═══ Available data

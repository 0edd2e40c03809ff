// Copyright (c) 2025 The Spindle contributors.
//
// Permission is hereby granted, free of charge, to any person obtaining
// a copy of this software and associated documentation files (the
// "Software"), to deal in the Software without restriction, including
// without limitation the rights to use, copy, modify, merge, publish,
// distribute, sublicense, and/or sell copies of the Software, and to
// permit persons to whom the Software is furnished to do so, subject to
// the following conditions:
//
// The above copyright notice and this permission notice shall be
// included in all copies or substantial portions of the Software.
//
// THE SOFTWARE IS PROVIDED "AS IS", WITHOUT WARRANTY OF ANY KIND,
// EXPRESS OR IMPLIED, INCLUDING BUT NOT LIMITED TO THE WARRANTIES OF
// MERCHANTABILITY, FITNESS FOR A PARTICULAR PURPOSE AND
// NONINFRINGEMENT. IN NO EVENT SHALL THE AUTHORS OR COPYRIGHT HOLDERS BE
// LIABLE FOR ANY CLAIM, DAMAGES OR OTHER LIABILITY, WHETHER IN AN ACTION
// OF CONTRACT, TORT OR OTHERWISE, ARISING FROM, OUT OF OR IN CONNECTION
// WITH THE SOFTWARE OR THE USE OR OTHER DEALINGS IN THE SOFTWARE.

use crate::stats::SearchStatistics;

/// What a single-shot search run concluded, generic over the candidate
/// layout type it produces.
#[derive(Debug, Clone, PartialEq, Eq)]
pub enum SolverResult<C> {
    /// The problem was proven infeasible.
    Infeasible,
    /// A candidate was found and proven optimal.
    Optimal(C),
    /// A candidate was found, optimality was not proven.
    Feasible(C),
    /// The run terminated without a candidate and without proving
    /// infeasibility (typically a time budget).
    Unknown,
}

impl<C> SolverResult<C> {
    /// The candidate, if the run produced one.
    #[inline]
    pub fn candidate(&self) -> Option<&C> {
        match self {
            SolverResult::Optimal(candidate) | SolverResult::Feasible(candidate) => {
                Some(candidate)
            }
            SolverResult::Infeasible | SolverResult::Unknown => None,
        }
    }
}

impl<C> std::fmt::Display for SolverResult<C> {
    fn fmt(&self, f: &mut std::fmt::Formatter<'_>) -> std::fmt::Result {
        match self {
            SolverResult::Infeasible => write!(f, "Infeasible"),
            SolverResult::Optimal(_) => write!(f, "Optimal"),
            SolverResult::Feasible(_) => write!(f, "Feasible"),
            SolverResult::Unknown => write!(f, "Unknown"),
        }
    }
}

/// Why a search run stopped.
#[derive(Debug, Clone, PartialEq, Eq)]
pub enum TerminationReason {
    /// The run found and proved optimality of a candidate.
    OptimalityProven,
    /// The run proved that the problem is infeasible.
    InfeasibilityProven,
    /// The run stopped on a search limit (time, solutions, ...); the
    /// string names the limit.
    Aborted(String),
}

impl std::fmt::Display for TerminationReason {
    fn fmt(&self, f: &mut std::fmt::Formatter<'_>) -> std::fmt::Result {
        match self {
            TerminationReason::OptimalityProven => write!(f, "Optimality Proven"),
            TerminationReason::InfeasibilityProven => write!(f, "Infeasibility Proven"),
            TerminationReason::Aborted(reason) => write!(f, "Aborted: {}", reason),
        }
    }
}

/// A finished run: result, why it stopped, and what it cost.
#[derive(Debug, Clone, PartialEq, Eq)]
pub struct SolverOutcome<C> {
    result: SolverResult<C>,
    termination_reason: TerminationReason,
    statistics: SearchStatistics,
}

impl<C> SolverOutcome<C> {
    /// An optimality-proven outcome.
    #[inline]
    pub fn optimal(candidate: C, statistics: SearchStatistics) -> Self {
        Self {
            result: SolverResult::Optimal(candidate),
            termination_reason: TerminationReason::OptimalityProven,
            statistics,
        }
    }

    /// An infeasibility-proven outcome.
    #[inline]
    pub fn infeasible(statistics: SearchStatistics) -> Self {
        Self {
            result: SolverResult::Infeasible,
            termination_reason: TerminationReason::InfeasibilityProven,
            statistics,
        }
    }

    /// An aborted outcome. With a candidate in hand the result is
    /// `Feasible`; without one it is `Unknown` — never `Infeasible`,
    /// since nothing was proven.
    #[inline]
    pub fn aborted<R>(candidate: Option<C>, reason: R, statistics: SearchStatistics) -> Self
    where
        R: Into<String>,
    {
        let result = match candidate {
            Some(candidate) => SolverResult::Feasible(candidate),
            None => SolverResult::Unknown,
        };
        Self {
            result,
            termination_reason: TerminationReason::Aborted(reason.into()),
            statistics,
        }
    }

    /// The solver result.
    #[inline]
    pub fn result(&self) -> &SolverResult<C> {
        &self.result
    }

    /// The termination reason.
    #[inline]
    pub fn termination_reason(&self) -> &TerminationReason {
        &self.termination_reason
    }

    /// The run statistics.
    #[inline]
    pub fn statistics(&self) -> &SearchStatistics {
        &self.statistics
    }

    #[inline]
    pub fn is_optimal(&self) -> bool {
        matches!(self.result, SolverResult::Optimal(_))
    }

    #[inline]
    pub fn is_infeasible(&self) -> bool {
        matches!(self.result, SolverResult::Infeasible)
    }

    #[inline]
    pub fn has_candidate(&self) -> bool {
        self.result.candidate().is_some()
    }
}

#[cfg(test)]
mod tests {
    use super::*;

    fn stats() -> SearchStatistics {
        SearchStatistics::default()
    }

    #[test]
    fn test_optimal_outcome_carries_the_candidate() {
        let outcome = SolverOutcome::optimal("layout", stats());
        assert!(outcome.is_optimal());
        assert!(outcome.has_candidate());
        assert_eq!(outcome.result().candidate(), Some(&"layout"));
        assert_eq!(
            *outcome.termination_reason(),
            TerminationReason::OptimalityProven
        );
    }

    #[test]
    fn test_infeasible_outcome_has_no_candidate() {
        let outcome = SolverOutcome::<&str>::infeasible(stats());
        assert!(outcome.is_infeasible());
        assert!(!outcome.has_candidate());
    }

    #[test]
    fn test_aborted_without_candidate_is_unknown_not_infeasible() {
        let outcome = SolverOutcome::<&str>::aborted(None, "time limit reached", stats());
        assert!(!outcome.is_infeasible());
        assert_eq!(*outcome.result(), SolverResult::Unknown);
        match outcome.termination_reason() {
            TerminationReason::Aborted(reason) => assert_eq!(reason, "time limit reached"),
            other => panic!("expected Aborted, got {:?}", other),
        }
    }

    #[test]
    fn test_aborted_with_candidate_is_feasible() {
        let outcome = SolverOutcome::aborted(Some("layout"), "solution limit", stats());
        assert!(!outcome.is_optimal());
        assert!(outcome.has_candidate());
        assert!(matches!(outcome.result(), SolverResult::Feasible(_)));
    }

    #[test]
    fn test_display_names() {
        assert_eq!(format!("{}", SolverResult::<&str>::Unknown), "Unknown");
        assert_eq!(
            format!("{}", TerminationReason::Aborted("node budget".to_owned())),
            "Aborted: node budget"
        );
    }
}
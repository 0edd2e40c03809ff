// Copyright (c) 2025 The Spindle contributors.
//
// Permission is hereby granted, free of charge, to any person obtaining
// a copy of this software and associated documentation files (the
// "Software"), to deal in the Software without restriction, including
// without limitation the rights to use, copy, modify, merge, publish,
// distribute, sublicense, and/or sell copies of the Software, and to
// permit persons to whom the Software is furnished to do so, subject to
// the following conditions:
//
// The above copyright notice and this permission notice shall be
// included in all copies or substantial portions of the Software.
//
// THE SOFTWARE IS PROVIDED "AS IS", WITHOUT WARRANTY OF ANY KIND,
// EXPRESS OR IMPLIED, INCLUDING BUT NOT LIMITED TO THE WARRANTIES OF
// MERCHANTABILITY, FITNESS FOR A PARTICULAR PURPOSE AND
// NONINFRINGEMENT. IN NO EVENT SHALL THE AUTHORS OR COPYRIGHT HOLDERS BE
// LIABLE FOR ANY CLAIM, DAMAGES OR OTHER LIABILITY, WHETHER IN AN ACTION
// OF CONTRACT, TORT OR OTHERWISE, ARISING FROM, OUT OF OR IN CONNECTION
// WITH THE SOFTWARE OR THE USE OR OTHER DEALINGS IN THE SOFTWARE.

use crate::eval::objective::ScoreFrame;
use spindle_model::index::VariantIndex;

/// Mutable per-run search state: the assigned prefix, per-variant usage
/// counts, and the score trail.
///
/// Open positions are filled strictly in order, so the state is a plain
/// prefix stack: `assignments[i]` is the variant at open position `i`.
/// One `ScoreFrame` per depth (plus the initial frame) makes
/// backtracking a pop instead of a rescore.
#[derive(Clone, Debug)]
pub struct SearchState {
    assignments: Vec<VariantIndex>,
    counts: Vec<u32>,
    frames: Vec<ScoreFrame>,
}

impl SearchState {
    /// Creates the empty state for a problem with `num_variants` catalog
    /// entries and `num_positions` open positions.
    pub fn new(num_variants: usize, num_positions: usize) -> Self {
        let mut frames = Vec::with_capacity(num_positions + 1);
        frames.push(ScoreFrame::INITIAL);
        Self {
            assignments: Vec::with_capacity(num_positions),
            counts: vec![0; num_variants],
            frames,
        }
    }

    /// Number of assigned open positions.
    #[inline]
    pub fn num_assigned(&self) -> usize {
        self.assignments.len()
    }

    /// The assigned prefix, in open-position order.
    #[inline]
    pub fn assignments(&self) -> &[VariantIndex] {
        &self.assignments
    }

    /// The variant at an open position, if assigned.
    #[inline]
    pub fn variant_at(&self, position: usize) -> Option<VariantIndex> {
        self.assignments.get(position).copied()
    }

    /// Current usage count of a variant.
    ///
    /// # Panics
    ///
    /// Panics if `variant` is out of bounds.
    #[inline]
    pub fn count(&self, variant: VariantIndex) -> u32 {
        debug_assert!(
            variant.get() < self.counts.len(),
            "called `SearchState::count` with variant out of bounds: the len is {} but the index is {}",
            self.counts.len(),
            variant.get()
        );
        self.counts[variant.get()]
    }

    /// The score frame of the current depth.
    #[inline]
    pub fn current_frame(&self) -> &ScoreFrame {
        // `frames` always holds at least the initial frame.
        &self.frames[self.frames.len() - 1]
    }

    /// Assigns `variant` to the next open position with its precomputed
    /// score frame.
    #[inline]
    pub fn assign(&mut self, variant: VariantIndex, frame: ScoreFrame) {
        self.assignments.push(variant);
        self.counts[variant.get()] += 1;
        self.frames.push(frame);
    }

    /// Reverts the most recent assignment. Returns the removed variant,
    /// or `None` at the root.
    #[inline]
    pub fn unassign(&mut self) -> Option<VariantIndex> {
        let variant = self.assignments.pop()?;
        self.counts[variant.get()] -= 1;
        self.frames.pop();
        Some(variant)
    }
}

══════

## Your task
Within the entries above, find each line where "prefix" appears; copy every one.

## Answer to this problem
/// Mutable per-run search state: the assigned prefix, per-variant usage
/// prefix stack: `assignments[i]` is the variant at open position `i`.
    /// The assigned prefix, in open-position order.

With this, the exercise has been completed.